Aim of the task | Tally the lines in the entries below where the string "FontMetadata" occurs. Reply with the total alone.

[Data Boundary: Start]

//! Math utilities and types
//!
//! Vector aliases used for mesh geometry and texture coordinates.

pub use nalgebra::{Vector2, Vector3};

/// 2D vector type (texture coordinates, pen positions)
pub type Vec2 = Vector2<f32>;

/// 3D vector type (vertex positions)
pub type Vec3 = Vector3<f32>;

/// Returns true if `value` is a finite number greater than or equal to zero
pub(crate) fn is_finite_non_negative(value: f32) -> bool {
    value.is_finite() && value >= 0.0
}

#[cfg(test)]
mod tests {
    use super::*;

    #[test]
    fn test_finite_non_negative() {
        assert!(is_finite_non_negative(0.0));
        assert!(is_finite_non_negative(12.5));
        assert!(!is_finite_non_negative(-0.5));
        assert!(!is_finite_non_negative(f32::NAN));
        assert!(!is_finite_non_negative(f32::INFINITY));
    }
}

[Data Boundary: End]
[Data Boundary: Start]

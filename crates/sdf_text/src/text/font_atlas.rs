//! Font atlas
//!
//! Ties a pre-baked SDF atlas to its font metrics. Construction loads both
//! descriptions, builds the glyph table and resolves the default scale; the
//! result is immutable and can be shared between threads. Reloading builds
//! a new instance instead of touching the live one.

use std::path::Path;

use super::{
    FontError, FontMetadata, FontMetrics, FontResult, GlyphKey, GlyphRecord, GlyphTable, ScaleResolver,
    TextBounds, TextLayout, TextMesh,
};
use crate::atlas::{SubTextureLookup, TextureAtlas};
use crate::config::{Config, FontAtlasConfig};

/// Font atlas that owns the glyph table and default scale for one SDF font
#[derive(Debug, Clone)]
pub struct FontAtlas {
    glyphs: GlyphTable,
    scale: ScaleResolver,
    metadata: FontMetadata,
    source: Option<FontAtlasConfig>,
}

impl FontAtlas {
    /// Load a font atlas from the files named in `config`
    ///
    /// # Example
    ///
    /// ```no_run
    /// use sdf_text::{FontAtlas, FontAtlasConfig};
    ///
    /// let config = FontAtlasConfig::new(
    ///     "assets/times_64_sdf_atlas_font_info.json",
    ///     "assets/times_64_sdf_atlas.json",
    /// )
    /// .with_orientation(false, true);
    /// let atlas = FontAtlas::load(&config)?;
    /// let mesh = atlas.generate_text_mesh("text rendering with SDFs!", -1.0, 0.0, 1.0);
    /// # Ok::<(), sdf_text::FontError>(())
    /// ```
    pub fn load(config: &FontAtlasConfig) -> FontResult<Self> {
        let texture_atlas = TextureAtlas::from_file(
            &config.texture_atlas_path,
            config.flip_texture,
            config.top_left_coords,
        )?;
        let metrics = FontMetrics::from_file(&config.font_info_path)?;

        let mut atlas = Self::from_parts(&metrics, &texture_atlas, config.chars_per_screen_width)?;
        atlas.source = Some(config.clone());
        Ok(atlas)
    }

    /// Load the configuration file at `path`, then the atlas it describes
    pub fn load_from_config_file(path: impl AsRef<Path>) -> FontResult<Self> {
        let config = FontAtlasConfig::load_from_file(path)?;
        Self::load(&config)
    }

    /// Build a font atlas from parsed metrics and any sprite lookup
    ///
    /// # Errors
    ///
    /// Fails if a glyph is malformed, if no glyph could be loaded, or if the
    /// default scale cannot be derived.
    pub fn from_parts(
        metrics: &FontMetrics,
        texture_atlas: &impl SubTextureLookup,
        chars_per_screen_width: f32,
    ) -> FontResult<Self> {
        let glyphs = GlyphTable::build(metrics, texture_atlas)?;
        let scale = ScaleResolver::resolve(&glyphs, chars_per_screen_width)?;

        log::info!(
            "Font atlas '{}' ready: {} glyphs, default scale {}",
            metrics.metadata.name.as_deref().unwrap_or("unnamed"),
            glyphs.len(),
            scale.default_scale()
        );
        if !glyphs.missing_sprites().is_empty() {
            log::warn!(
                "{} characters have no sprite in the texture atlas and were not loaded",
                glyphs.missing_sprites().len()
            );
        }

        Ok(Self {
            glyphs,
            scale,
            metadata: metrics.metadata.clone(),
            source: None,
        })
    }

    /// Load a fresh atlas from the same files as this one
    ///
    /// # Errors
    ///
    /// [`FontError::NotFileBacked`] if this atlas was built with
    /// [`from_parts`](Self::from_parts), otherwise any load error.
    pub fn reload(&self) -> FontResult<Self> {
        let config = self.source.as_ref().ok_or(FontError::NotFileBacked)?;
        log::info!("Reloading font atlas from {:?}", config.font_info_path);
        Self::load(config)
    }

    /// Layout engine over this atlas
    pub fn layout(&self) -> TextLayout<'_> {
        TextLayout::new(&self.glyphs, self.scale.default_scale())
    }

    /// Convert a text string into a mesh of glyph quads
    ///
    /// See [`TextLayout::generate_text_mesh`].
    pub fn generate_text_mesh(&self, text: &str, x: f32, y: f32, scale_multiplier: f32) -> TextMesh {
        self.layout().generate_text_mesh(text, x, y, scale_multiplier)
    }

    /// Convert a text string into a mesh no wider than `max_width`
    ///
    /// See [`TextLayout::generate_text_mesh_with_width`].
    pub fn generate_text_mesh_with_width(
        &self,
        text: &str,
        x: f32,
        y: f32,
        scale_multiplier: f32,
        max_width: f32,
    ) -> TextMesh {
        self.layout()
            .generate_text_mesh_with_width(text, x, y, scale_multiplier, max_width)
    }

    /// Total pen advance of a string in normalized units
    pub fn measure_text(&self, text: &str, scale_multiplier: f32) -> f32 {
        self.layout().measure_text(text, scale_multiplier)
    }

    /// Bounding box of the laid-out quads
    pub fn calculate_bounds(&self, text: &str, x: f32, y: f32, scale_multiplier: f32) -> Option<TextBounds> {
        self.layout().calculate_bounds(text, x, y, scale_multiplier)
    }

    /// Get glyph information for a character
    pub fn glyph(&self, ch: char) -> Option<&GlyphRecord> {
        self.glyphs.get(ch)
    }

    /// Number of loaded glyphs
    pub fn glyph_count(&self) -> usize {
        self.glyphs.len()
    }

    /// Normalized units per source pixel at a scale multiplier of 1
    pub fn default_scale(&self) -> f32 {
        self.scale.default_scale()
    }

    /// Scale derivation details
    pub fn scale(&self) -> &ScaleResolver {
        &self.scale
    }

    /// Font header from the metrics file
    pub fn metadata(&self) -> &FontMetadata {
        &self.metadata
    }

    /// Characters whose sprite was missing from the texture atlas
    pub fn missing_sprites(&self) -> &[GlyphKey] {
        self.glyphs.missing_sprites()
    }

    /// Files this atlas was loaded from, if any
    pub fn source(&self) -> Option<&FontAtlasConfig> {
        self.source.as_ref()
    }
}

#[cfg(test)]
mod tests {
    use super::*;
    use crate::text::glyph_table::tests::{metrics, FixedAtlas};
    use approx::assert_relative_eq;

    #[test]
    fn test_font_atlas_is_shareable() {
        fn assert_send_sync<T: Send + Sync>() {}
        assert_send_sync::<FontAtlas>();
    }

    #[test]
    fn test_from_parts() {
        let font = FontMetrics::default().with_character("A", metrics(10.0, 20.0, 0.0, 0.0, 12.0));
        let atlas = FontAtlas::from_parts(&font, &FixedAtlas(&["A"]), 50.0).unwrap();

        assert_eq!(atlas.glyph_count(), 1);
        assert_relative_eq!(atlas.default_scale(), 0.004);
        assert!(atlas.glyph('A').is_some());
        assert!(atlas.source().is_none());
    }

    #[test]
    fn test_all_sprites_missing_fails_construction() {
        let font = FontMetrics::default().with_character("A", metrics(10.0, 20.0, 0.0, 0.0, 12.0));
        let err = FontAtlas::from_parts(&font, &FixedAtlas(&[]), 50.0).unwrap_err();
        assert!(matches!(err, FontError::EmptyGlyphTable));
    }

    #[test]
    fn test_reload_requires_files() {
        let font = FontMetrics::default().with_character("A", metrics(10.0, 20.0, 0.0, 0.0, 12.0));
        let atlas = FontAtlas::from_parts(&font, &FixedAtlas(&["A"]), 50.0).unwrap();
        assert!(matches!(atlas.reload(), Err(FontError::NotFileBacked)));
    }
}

[Data Boundary: End]

Response below | 3